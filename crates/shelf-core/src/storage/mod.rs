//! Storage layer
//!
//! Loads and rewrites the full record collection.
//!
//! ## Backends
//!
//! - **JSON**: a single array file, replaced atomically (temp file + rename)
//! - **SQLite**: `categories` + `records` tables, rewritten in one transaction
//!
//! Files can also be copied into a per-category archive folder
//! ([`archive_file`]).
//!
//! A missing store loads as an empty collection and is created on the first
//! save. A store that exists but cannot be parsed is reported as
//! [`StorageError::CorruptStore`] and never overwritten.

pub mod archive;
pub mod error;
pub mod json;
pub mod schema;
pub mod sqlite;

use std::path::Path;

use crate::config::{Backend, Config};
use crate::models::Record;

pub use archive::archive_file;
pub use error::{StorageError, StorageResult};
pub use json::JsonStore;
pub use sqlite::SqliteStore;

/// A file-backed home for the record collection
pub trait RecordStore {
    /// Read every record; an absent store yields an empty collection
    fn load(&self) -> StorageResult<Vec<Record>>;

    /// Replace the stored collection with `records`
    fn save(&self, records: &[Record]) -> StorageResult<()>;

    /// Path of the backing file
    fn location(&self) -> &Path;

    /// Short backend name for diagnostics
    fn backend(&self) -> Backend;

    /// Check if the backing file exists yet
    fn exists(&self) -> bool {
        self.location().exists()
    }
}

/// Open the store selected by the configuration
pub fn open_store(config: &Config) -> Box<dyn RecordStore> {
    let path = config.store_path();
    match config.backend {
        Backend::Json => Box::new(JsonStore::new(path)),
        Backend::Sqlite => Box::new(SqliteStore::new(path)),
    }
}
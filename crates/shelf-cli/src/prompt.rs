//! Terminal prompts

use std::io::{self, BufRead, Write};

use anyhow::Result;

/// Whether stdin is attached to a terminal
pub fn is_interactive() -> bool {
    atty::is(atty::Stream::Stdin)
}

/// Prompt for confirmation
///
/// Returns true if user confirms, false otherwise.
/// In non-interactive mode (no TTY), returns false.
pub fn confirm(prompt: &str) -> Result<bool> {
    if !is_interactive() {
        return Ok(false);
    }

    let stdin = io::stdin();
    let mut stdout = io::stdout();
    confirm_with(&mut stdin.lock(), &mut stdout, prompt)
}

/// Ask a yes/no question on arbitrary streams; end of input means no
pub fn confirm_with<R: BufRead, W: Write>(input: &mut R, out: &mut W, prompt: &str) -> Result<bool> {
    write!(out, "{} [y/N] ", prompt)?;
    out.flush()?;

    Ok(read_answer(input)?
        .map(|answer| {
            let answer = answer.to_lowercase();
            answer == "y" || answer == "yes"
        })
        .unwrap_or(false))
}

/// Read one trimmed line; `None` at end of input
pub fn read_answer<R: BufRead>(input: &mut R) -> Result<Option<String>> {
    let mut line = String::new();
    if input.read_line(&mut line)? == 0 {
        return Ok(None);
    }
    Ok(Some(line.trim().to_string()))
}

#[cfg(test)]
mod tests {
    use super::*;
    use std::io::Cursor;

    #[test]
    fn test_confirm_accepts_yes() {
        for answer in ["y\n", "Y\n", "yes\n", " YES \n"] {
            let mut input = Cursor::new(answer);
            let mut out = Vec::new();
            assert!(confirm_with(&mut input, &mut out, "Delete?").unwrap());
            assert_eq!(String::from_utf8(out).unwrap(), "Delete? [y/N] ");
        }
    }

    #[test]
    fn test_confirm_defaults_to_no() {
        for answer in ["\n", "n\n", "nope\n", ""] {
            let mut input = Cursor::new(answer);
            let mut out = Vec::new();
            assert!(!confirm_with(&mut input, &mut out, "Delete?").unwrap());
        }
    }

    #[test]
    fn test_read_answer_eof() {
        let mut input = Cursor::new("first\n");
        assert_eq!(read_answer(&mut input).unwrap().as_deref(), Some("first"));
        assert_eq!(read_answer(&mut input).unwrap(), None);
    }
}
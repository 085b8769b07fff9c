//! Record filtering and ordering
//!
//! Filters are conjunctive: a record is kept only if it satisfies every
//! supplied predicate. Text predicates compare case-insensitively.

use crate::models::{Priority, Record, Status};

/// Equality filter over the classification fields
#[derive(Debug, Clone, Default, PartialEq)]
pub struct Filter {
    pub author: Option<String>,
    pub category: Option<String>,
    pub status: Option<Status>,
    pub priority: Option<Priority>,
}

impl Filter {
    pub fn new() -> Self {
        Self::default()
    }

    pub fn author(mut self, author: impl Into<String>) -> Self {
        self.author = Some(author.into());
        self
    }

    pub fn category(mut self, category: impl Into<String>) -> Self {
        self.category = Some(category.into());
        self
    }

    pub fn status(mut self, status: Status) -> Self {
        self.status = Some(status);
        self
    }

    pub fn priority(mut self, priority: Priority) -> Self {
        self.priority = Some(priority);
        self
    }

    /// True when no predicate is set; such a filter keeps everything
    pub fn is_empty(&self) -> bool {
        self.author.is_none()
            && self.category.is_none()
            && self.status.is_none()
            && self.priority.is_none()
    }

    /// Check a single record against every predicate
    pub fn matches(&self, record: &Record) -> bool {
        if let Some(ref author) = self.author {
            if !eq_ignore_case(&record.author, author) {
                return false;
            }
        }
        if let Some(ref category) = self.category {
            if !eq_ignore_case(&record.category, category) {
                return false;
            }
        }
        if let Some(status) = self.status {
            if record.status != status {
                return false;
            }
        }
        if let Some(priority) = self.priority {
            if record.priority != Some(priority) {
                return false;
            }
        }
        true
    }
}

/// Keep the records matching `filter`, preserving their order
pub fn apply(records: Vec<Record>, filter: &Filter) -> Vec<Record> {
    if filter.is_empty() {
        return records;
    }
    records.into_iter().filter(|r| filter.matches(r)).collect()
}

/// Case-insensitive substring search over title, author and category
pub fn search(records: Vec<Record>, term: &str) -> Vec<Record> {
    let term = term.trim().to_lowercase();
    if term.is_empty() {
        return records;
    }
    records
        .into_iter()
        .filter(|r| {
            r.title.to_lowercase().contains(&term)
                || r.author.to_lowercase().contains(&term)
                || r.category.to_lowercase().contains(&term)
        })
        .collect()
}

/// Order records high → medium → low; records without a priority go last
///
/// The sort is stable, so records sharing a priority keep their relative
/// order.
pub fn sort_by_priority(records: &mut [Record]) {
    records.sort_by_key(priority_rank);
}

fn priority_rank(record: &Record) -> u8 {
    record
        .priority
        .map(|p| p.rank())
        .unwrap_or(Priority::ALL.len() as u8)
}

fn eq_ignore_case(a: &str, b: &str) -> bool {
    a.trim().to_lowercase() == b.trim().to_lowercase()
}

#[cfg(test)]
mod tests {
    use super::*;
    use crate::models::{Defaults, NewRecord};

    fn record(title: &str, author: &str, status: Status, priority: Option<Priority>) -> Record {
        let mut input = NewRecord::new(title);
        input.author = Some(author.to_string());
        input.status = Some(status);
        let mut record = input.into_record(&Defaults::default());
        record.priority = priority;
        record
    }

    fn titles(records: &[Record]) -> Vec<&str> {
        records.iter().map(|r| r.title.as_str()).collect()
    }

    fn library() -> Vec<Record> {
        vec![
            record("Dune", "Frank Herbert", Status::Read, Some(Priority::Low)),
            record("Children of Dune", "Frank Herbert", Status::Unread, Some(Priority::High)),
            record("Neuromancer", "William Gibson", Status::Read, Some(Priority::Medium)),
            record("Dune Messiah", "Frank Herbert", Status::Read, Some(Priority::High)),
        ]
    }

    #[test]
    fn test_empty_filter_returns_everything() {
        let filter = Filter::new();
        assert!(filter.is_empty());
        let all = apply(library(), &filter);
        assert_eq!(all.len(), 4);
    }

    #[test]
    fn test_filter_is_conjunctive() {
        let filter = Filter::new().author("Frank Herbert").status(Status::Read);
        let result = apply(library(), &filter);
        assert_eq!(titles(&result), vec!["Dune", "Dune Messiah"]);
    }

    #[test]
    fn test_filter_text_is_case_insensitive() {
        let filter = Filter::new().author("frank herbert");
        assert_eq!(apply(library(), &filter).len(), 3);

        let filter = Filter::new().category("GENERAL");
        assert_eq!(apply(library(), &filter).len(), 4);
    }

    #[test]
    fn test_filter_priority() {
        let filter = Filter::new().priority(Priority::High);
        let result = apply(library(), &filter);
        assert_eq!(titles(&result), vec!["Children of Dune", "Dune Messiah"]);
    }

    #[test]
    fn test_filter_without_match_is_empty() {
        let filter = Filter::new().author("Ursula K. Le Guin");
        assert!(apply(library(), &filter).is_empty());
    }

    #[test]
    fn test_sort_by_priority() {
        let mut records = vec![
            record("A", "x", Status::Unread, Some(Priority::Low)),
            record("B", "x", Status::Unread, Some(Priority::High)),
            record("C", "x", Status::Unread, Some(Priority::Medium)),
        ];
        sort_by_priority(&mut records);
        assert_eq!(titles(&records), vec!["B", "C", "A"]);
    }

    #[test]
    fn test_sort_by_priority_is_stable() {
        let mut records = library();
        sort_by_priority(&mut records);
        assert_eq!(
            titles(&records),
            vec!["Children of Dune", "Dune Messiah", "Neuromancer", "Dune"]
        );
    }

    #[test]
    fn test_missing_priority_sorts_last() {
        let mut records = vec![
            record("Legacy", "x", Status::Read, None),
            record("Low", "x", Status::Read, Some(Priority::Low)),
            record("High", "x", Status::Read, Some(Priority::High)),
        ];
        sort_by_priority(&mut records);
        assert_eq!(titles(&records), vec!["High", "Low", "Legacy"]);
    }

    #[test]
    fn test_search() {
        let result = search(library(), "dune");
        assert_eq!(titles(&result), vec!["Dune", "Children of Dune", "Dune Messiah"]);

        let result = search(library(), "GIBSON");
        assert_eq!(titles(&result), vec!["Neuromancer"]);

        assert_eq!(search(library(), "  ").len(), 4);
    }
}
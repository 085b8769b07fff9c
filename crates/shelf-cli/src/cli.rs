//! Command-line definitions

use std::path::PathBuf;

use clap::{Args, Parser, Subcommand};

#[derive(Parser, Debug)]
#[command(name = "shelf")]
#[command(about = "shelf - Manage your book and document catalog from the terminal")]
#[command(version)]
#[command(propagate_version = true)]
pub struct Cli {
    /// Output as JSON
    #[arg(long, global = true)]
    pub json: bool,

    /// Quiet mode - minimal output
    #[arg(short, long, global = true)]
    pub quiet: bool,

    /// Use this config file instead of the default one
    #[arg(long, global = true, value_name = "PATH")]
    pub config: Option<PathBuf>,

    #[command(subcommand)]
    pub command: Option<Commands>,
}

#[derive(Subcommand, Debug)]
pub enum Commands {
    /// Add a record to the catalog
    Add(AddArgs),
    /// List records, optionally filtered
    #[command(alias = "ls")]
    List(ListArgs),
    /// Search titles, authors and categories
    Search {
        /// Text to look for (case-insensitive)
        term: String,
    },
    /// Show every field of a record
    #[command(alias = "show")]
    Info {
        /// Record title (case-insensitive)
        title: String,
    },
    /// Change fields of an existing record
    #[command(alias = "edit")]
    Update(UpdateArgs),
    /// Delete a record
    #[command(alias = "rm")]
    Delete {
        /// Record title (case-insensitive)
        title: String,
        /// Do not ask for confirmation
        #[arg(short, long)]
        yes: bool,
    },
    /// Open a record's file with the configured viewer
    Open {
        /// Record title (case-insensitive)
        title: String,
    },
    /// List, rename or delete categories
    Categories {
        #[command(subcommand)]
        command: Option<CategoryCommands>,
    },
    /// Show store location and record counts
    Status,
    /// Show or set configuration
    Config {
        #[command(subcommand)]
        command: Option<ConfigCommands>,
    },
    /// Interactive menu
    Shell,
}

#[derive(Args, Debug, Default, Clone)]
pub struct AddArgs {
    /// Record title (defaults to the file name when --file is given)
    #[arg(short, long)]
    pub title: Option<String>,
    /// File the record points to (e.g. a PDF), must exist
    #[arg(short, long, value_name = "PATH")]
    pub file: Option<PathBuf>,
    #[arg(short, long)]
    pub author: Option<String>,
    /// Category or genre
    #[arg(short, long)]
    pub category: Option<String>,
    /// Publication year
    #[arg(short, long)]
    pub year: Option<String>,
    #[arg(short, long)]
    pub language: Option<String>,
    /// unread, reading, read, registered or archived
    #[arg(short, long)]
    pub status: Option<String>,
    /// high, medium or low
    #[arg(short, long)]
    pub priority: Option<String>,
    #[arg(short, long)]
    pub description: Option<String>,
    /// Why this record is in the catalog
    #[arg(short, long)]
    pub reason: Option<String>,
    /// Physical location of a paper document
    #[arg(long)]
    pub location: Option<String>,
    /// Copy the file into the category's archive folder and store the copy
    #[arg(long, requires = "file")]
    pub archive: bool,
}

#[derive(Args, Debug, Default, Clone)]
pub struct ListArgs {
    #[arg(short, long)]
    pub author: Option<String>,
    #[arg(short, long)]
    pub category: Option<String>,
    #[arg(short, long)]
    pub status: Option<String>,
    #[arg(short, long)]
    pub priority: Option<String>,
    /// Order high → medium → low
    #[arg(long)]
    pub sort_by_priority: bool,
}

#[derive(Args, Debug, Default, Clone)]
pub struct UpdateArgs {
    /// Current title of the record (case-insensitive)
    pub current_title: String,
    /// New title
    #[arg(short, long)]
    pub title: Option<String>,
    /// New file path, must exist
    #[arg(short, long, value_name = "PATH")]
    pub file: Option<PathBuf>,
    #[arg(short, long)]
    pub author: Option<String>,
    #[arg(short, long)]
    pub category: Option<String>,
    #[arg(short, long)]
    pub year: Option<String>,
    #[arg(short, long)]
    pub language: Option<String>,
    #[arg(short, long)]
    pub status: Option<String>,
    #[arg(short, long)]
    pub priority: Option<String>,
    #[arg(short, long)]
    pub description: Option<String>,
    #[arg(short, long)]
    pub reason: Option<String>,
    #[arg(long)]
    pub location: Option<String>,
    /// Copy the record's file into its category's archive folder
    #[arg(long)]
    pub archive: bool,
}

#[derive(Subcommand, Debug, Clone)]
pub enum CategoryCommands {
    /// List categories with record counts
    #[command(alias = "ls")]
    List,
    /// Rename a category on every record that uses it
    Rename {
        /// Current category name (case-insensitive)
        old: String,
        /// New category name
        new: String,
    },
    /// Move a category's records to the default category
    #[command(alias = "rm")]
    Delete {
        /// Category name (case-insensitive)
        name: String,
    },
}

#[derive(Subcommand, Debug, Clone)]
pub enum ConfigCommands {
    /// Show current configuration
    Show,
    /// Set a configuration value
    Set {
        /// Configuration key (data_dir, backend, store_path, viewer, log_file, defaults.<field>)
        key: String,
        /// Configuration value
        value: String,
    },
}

> What the task requires
All that belongs in the answer is an exact copy of the lines from the start of the records above through the line with "pub fn open_store(config: &Config)".

> Exercise output
filename crates/shelf-core/src/storage/mod.rs
//! Storage layer
//!
//! Loads and rewrites the full record collection.
//!
//! ## Backends
//!
//! - **JSON**: a single array file, replaced atomically (temp file + rename)
//! - **SQLite**: `categories` + `records` tables, rewritten in one transaction
//!
//! Files can also be copied into a per-category archive folder
//! ([`archive_file`]).
//!
//! A missing store loads as an empty collection and is created on the first
//! save. A store that exists but cannot be parsed is reported as
//! [`StorageError::CorruptStore`] and never overwritten.

pub mod archive;
pub mod error;
pub mod json;
pub mod schema;
pub mod sqlite;

use std::path::Path;

use crate::config::{Backend, Config};
use crate::models::Record;

pub use archive::archive_file;
pub use error::{StorageError, StorageResult};
pub use json::JsonStore;
pub use sqlite::SqliteStore;

/// A file-backed home for the record collection
pub trait RecordStore {
    /// Read every record; an absent store yields an empty collection
    fn load(&self) -> StorageResult<Vec<Record>>;

    /// Replace the stored collection with `records`
    fn save(&self, records: &[Record]) -> StorageResult<()>;

    /// Path of the backing file
    fn location(&self) -> &Path;

    /// Short backend name for diagnostics
    fn backend(&self) -> Backend;

    /// Check if the backing file exists yet
    fn exists(&self) -> bool {
        self.location().exists()
    }
}

/// Open the store selected by the configuration
pub fn open_store(config: &Config) -> Box<dyn RecordStore> {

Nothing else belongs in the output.